[Saved data entries]
□ □ □ □

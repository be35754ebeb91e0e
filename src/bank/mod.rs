//! Play banks: the externally supplied outcomes a game draws from

pub mod generator;
pub mod loader;
pub mod play_bank;

pub use generator::generate_bank;
pub use loader::{load_bank, parse_bank, save_bank};
pub use play_bank::{BankCursors, PlayBank, TeamPlays, MAX_YARDS};
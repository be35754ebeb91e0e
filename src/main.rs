//! Gridiron Sim - Main Binary
//!
//! Drive-based football simulation from the terminal

use anyhow::Context;
use clap::{Parser, Subcommand, ValueEnum};
use gridiron_sim::{
    bank::{generate_bank, load_bank, save_bank, PlayBank},
    config::SimConfig,
    core::{Matchup, Team},
    game::{
        CoachController, GameEndReason, GameEngine, GameLoop, GameSnapshot,
        InteractiveController, RandomController, ScriptedController, VerbosityLevel,
        ZeroController,
    },
    season::{run_slate, CoachType},
    stats::BoxScore,
};
use std::path::PathBuf;

/// Outcomes per play bucket when a bank is generated on the fly
const DEFAULT_BUCKET_SIZE: usize = 24;

/// Coach for the controlled team
#[derive(Debug, Clone, Copy, ValueEnum)]
enum CoachArg {
    /// Always calls the first offered option
    Zero,
    /// Makes random calls
    Random,
    /// Text UI coach for human play via stdin
    Tui,
    /// Fixed script of calls (requires --script), then auto
    Scripted,
}

/// Verbosity level for game output (custom parser supporting both names and numbers)
#[derive(Debug, Clone, Copy)]
struct VerbosityArg(VerbosityLevel);

impl std::str::FromStr for VerbosityArg {
    type Err = String;

    fn from_str(s: &str) -> std::result::Result<Self, Self::Err> {
        match s.to_lowercase().as_str() {
            "silent" | "0" => Ok(VerbosityArg(VerbosityLevel::Silent)),
            "minimal" | "1" => Ok(VerbosityArg(VerbosityLevel::Minimal)),
            "normal" | "2" => Ok(VerbosityArg(VerbosityLevel::Normal)),
            "verbose" | "3" => Ok(VerbosityArg(VerbosityLevel::Verbose)),
            _ => Err(format!(
                "invalid verbosity level '{s}' (expected: silent/0, minimal/1, normal/2, verbose/3)"
            )),
        }
    }
}

#[derive(Parser)]
#[command(name = "gridiron")]
#[command(about = "Gridiron Sim - drive-based football simulation", long_about = None)]
struct Cli {
    #[command(subcommand)]
    command: Commands,
}

#[derive(Subcommand)]
enum Commands {
    /// Play one game
    Play {
        /// Play bank JSON file (default: generate one from --seed)
        #[arg(long, value_name = "BANK_FILE")]
        bank: Option<PathBuf>,

        /// Seed for the generated bank and the random coach
        #[arg(long)]
        seed: Option<u64>,

        /// Coach for the controlled team
        #[arg(long, value_enum, default_value = "tui")]
        coach: CoachArg,

        /// Calls for the scripted coach (space or comma separated, e.g. "run pass go_run")
        #[arg(long, value_name = "CALLS")]
        script: Option<String>,

        /// Controlled team name
        #[arg(long, default_value = "Home")]
        home: String,

        /// Opponent name
        #[arg(long, default_value = "Away")]
        away: String,

        /// Verbosity level for game output (0=silent, 1=minimal, 2=normal, 3=verbose)
        #[arg(long, short = 'v')]
        verbosity: Option<VerbosityArg>,

        /// Simulation config JSON (policy and verbosity)
        #[arg(long, value_name = "CONFIG_FILE")]
        config: Option<PathBuf>,

        /// Write the completion payload JSON here when the game ends
        #[arg(long, value_name = "OUT_FILE")]
        out: Option<PathBuf>,

        /// Print a box score after the game
        #[arg(long)]
        box_score: bool,

        /// Use numeric-only choices in the text UI
        #[arg(long)]
        numeric_choices: bool,

        /// Stop after N plays and save a snapshot
        #[arg(long, value_name = "PLAYS")]
        stop_after: Option<usize>,

        /// Output file for the game snapshot
        #[arg(long, default_value = "game.snapshot.json")]
        snapshot_output: PathBuf,

        /// Resume a game from a snapshot file
        #[arg(long, value_name = "SNAPSHOT_FILE", conflicts_with = "bank")]
        start_from: Option<PathBuf>,
    },

    /// Generate a synthetic play bank
    GenBank {
        /// Output file
        #[arg(long, value_name = "OUT_FILE")]
        out: PathBuf,

        #[arg(long, default_value_t = 42)]
        seed: u64,

        /// Outcomes per team and play type
        #[arg(long, default_value_t = DEFAULT_BUCKET_SIZE)]
        per_bucket: usize,

        /// Id of the controlled team
        #[arg(long, default_value_t = 1)]
        home_id: u32,

        /// Id of the opponent
        #[arg(long, default_value_t = 2)]
        away_id: u32,
    },

    /// Simulate a slate of independent games in parallel
    Season {
        /// Number of games
        #[arg(long, short = 'g', default_value_t = 100)]
        games: usize,

        #[arg(long, default_value_t = 42)]
        seed: u64,

        /// Coach for the controlled team (zero or random)
        #[arg(long, value_enum, default_value = "random")]
        coach: CoachArg,

        /// Simulation config JSON
        #[arg(long, value_name = "CONFIG_FILE")]
        config: Option<PathBuf>,
    },
}

#[tokio::main]
async fn main() -> anyhow::Result<()> {
    env_logger::init();
    let cli = Cli::parse();

    match cli.command {
        Commands::Play {
            bank,
            seed,
            coach,
            script,
            home,
            away,
            verbosity,
            config,
            out,
            box_score,
            numeric_choices,
            stop_after,
            snapshot_output,
            start_from,
        } => {
            let options = PlayOptions {
                bank,
                seed: seed.unwrap_or_else(rand::random),
                coach,
                script,
                home,
                away,
                verbosity: verbosity.map(|v| v.0),
                config,
                out,
                box_score,
                numeric_choices,
                stop_after,
                snapshot_output,
                start_from,
            };
            run_play(options).await?
        }
        Commands::GenBank {
            out,
            seed,
            per_bucket,
            home_id,
            away_id,
        } => {
            let matchup = Matchup::new(Team::new(home_id, "Home"), Team::new(away_id, "Away"));
            let bank = generate_bank(&matchup, seed, per_bucket);
            save_bank(&bank, &out)
                .await
                .with_context(|| format!("writing bank to {}", out.display()))?;
            println!("Wrote play bank to {} ({per_bucket} outcomes per bucket)", out.display());
        }
        Commands::Season {
            games,
            seed,
            coach,
            config,
        } => {
            let config = load_config(config.as_ref())?;
            let coach = match coach {
                CoachArg::Zero => CoachType::Zero,
                CoachArg::Random => CoachType::Random,
                other => anyhow::bail!("coach {other:?} cannot run unattended in a season"),
            };
            let matchup = Matchup::new(Team::new(1, "Home"), Team::new(2, "Away"));
            println!("=== Gridiron Sim - Season ({games} games, seed {seed}) ===\n");
            let start = std::time::Instant::now();
            let summary = run_slate(&matchup, &config, games, seed, coach)?;
            println!("{summary}");
            println!("\nElapsed: {:.2}s", start.elapsed().as_secs_f64());
        }
    }

    Ok(())
}

struct PlayOptions {
    bank: Option<PathBuf>,
    seed: u64,
    coach: CoachArg,
    script: Option<String>,
    home: String,
    away: String,
    verbosity: Option<VerbosityLevel>,
    config: Option<PathBuf>,
    out: Option<PathBuf>,
    box_score: bool,
    numeric_choices: bool,
    stop_after: Option<usize>,
    snapshot_output: PathBuf,
    start_from: Option<PathBuf>,
}

fn load_config(path: Option<&PathBuf>) -> anyhow::Result<SimConfig> {
    match path {
        Some(path) => SimConfig::load_from_file(path)
            .with_context(|| format!("loading config {}", path.display())),
        None => Ok(SimConfig::default()),
    }
}

/// Build the matchup from the bank's team ids, falling back to 1 and 2
fn matchup_for(bank: Option<&PlayBank>, home: &str, away: &str) -> Matchup {
    let id = |idx: usize, default: u32| {
        bank.and_then(|b| b.teams.get(idx))
            .map(|t| t.team.as_u32())
            .unwrap_or(default)
    };
    Matchup::new(Team::new(id(0, 1), home), Team::new(id(1, 2), away))
}

async fn run_play(options: PlayOptions) -> anyhow::Result<()> {
    let config = load_config(options.config.as_ref())?;
    let verbosity = options.verbosity.unwrap_or(config.verbosity);

    let mut engine = match &options.start_from {
        Some(path) => {
            let snapshot = GameSnapshot::load_from_file(path)
                .with_context(|| format!("loading snapshot {}", path.display()))?;
            println!(
                "Resuming from {} ({} plays already played)",
                path.display(),
                snapshot.plays_played()
            );
            snapshot.into_engine()?
        }
        None => {
            let bank = match &options.bank {
                Some(path) => load_bank(path)
                    .await
                    .with_context(|| format!("loading bank {}", path.display()))?,
                None => {
                    let matchup = matchup_for(None, &options.home, &options.away);
                    generate_bank(&matchup, options.seed, DEFAULT_BUCKET_SIZE)
                }
            };
            let matchup = matchup_for(Some(&bank), &options.home, &options.away);
            GameEngine::start(bank, matchup, config.policy)?
        }
    };
    log::info!("playing with seed {}", options.seed);

    let mut controller: Box<dyn CoachController> = match options.coach {
        CoachArg::Zero => Box::new(ZeroController::new()),
        CoachArg::Random => Box::new(RandomController::with_seed(options.seed)),
        CoachArg::Tui => Box::new(InteractiveController::with_numeric_choices(
            options.numeric_choices,
        )),
        CoachArg::Scripted => {
            let script = options
                .script
                .as_deref()
                .context("--coach scripted requires --script")?;
            Box::new(ScriptedController::parse(script).map_err(anyhow::Error::msg)?)
        }
    };

    let result = {
        let mut game_loop = GameLoop::new(&mut engine).with_verbosity(verbosity);
        match options.stop_after {
            Some(plays) => game_loop.run_plays(&mut *controller, plays)?,
            None => game_loop.run_game(&mut *controller)?,
        }
    };

    if result.end_reason == GameEndReason::Manual {
        GameSnapshot::capture(&engine).save_to_file(&options.snapshot_output)?;
        println!(
            "Stopped after {} plays; snapshot saved to {}",
            result.plays_played,
            options.snapshot_output.display()
        );
        return Ok(());
    }
    if result.end_reason == GameEndReason::PlayLimit {
        anyhow::bail!("game did not finish within the play limit");
    }

    if options.box_score {
        let state = engine.state();
        println!("\n{}", BoxScore::from_plays(state.matchup(), state.used_plays(), state.drives()));
    }

    if let Some(out) = &options.out {
        let payload = engine.complete()?;
        let json = serde_json::to_string_pretty(&payload)?;
        tokio::fs::write(out, json)
            .await
            .with_context(|| format!("writing result to {}", out.display()))?;
        println!("Result written to {}", out.display());
    }

    let signal = engine.exit();
    log::debug!("game released after {} plays", signal.plays_played);
    Ok(())
}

□ □ □ □

*WORK INSTRUCTION*
Copy out each line carrying the string "Clone" from the data.

*RESPONSE TO THE TASK*
#[derive(Debug, Clone, Copy, ValueEnum)]
#[derive(Debug, Clone, Copy)]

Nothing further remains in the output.